The inter-observer agreement of the trichotomic TV calcification and 7-step mPACSS score was substantial (κ = 0.64) and moderate (κ = 0.48), respectively, while the intra-observer agreement was almost perfect (κ = 0.87) and substantial (κ = 0.77), respectively. The inter-observer reliability in all scores was calculated with Fleiss’ kappa, which is suitable for calculating the absolute agreement of nominal scores without any intrinsic ordering or ranking [19]. On the other hand, in the case of true ordinal scores, weighted kappa values should be calculated. Regarding PACSS and mPACSS, it is debatable whether these scores should be considered nominal or truly ordinal. In case both scores are considered truly ordinal, the weighted kappa values of inter-observer agreement would be substantially higher (PACSS: κ = 0.710.76, mPACSS: κ = 0.72–0.77). Supplementary Table 1 summarizes all weighted kappa values of the PACSS score and its modifications.

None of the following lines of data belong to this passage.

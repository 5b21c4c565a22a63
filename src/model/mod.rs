//! Normalized record types, recipient addresses, and property identifiers.

pub mod address;
pub mod mail;
pub mod property;
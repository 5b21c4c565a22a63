//! Text decoding: charset normalization, transport headers, and RTF bodies.

pub mod encoding;
pub mod header;
pub mod rtf;
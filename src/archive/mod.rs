//! Interface to the mailbox archive reader.
//!
//! The extraction pipeline only talks to these traits. A reader hands out
//! folder, message and attachment handles; each handle exposes a generic
//! property-entry enumeration plus a few convenience accessors.
//!
//! Two implementations ship with the crate:
//! - [`memory`]: an in-memory tree, also used by the tests
//! - [`json`]: loads a JSON dump of an archive into the in-memory tree

pub mod json;
pub mod memory;

use chrono::{DateTime, Utc};

use crate::error::ArchiveError;
use crate::model::property::{PropertyEntry, PropertyTag};

/// Result type for archive reader calls.
pub type ArchiveResult<T> = std::result::Result<T, ArchiveError>;

/// Raw property access shared by messages and attachments.
pub trait PropertySource {
    /// All property entries of this item, across its record sets.
    fn property_entries(&self) -> ArchiveResult<Vec<PropertyEntry>>;

    /// A natively typed string value, for readers that decode some
    /// properties themselves. `Ok(None)` means "not offered".
    fn native_string(&self, _tag: PropertyTag) -> ArchiveResult<Option<String>> {
        Ok(None)
    }

    /// A natively typed integer value. `Ok(None)` means "not offered".
    fn native_integer(&self, _tag: PropertyTag) -> ArchiveResult<Option<i64>> {
        Ok(None)
    }
}

/// An opened archive. Owns the folder tree for the duration of a run.
pub trait MailboxArchive {
    type Folder: ArchiveFolder;

    /// The root folder. Failure here is fatal for the run.
    fn root_folder(&self) -> ArchiveResult<Self::Folder>;

    /// Release the archive. Must be safe to call more than once.
    fn close(&mut self) -> ArchiveResult<()>;
}

pub trait ArchiveFolder: Sized {
    type Message: ArchiveMessage;

    /// Archive-local identifier, unique within the archive.
    fn identifier(&self) -> u64;

    fn name(&self) -> String;

    /// Child folders in declared order.
    fn sub_folders(&self) -> ArchiveResult<Vec<Self>>;

    /// Contained messages in declared order.
    fn messages(&self) -> ArchiveResult<Vec<Self::Message>>;
}

pub trait ArchiveMessage: PropertySource {
    type Attachment: ArchiveAttachment;

    /// Archive-local identifier, unique within the archive.
    fn identifier(&self) -> u64;

    fn subject(&self) -> ArchiveResult<Option<String>>;

    fn sender_name(&self) -> ArchiveResult<Option<String>>;

    /// Message-class text (`IPM.Note`, `IPM.Appointment`, ...), when the
    /// reader exposes it directly.
    fn message_class(&self) -> ArchiveResult<Option<String>> {
        Ok(None)
    }

    fn plain_text_body(&self) -> ArchiveResult<Option<Vec<u8>>>;

    fn html_body(&self) -> ArchiveResult<Option<Vec<u8>>>;

    fn rtf_body(&self) -> ArchiveResult<Option<Vec<u8>>>;

    /// Raw RFC 822 transport headers, if the message went through SMTP.
    fn transport_headers(&self) -> ArchiveResult<Option<Vec<u8>>>;

    fn delivery_time(&self) -> ArchiveResult<Option<DateTime<Utc>>>;

    /// Number of attachments. An error here signals a damaged message.
    fn attachment_count(&self) -> ArchiveResult<usize>;

    fn attachment(&self, index: usize) -> ArchiveResult<Self::Attachment>;
}

pub trait ArchiveAttachment: PropertySource {
    /// Declared payload size in bytes. Failing to read it makes the
    /// attachment unreadable.
    fn size(&self) -> ArchiveResult<u64>;

    /// Read the full payload.
    fn read_payload(&self) -> ArchiveResult<Vec<u8>>;

    /// Name reported by the reader's own accessor, probed only when no
    /// filename property resolves.
    fn alternate_name(&self) -> ArchiveResult<Option<String>> {
        Ok(None)
    }
}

Previous studies using CTA imaging to score the grade of infrapopliteal calcification used the quantitative tibial artery calcification (TAC) score and found associations between severe TAC and lower technical success, limb salvage, AFS and survival free of MACE [8, 17]. The inter-observer agreement was high for the quantitative TAC score, which makes quantitative calcium scoring a promising method that deserves further evaluation in future research. On the other hand, quantitative scores are not widely available, time consuming and dependent on a certain level of expertise. This study has shown that semi-quantitative scoring of PACSS on CTA is reliable and fast in popliteal and infrapopliteal disease. Next steps are to test the reliability in femoropopliteal disease and to validate this calcium score on a patient cohort with treatment outcomes, preferably a large prospective multi-center cohort. The use of virtual non-contrast techniques may help improve calcium scoring. Ideally, the scoring system should aid the clinician’s decision in the approach for revascularization, thereby improving revascularization success.

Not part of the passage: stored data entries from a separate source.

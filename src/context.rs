//! Per-run extraction context.
//!
//! Built once at startup and passed to the walker and the store, so nothing
//! in the pipeline reads process-wide state.

use std::path::{Path, PathBuf};
use std::sync::atomic::{AtomicBool, Ordering};
use std::sync::Arc;

use chrono::{FixedOffset, Offset, Utc};

use crate::config::{self, Config};
use crate::error::{HarvestError, Result};
use crate::export::attachment::AttachmentMaterializer;
use crate::resolve::classify::SentFolders;

#[derive(Debug, Clone)]
pub struct ExtractContext {
    /// SQLite database receiving the records.
    pub database: PathBuf,
    pub materializer: AttachmentMaterializer,
    /// Records per transaction; never zero.
    pub batch_size: usize,
    /// Offset used for `local_time` and attachment folder dates.
    pub utc_offset: FixedOffset,
    pub sent_folders: SentFolders,
    pub fallback_domain: Option<String>,
    cancel: Arc<AtomicBool>,
}

impl ExtractContext {
    /// Context with default settings.
    pub fn new(database: impl Into<PathBuf>, attachment_dir: impl Into<PathBuf>) -> Self {
        Self {
            database: database.into(),
            materializer: AttachmentMaterializer::new(attachment_dir),
            batch_size: 1,
            utc_offset: default_offset(),
            sent_folders: SentFolders::default(),
            fallback_domain: None,
            cancel: Arc::new(AtomicBool::new(false)),
        }
    }

    /// Context for one archive, from the loaded configuration.
    pub fn from_config(config: &Config, archive_path: &Path) -> Result<Self> {
        let extraction = &config.extraction;
        if extraction.batch_size == 0 {
            return Err(HarvestError::Config(
                "extraction.batch_size must be at least 1".to_string(),
            ));
        }
        let utc_offset = extraction
            .utc_offset_minutes
            .checked_mul(60)
            .and_then(FixedOffset::east_opt)
            .ok_or_else(|| {
                HarvestError::Config(format!(
                    "extraction.utc_offset_minutes out of range: {}",
                    extraction.utc_offset_minutes
                ))
            })?;

        Ok(Self {
            database: config::database_path(config, archive_path),
            materializer: AttachmentMaterializer::new(&config.storage.attachment_dir),
            batch_size: extraction.batch_size,
            utc_offset,
            sent_folders: SentFolders::with_extra(&extraction.extra_sent_folders),
            fallback_domain: extraction
                .fallback_domain
                .as_deref()
                .map(str::trim)
                .filter(|d| !d.is_empty())
                .map(str::to_string),
            cancel: Arc::new(AtomicBool::new(false)),
        })
    }

    /// Share an externally owned cancellation flag (e.g. one set by a signal
    /// handler).
    pub fn with_cancel_flag(mut self, flag: Arc<AtomicBool>) -> Self {
        self.cancel = flag;
        self
    }

    pub fn is_cancelled(&self) -> bool {
        self.cancel.load(Ordering::Relaxed)
    }
}

fn default_offset() -> FixedOffset {
    FixedOffset::east_opt(9 * 3600).unwrap_or_else(|| Utc.fix())
}

#[cfg(test)]
mod tests {
    use super::*;

    #[test]
    fn test_from_config() {
        let mut config = Config::default();
        config.storage.db_dir = PathBuf::from("/db");
        config.extraction.utc_offset_minutes = -300;
        config.extraction.fallback_domain = Some("  ".to_string());

        let ctx = ExtractContext::from_config(&config, Path::new("mail.json")).unwrap();
        assert_eq!(ctx.database, PathBuf::from("/db/mail.db"));
        assert_eq!(ctx.utc_offset.local_minus_utc(), -300 * 60);
        assert_eq!(ctx.fallback_domain, None);
        assert!(!ctx.is_cancelled());
    }

    #[test]
    fn test_invalid_settings_rejected() {
        let mut config = Config::default();
        config.extraction.batch_size = 0;
        assert!(matches!(
            ExtractContext::from_config(&config, Path::new("a.json")),
            Err(HarvestError::Config(_))
        ));

        let mut config = Config::default();
        config.extraction.utc_offset_minutes = 48 * 60;
        assert!(ExtractContext::from_config(&config, Path::new("a.json")).is_err());
    }

    #[test]
    fn test_shared_cancel_flag() {
        let flag = Arc::new(AtomicBool::new(false));
        let ctx = ExtractContext::new("a.db", "att").with_cancel_flag(Arc::clone(&flag));
        flag.store(true, Ordering::Relaxed);
        assert!(ctx.is_cancelled());
    }
}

Limitations of this retrospective study are the biased study population, small differences in imaging protocols and limited data regarding intra-observer reliability. In this study, 94% of the limbs were included for CLTI and only popliteal and infrapopliteal lesions were included because the study population was extracted from the THRILLER registry. This may affect the generalizability of the findings of this study to the overall PAD population. Secondly, the protocols for CTA imaging were generally consistent, but minor differences existed. For example, slice thickness varied from 1 to 1.5 mm, which made scoring of calcium bilaterality slightly more difficult in the scans with thicker slices, particularly in the infrapopliteal arteries. Thirdly, only one rater scored PACSS twice, which resulted in limited data regarding intra-observer reliability. However, for this rater, substantial to almost perfect agreement was achieved in all scoring components.

Finally, prior scoring arrangements were essential to improve inter-observer agreement, but may have conflicted with the original assignment of PACSS grades. For example, lesions smaller than 5 cm could not be scored in grades 2 and 4. Nevertheless, the exact interpretation of the different PACSS grades remains unclear and is subject for future scientific research [3].

Conclusion

This study showed that both the semi-quantitative PACSS and mPACSS scores for the popliteal and infrapopliteal arteries can be scored reliably on CTA. Future studies should focus on the validation of this calcium scoring system in relation to outcomes, possibly leading to improved patient selection and thereby improved revascularization outcomes.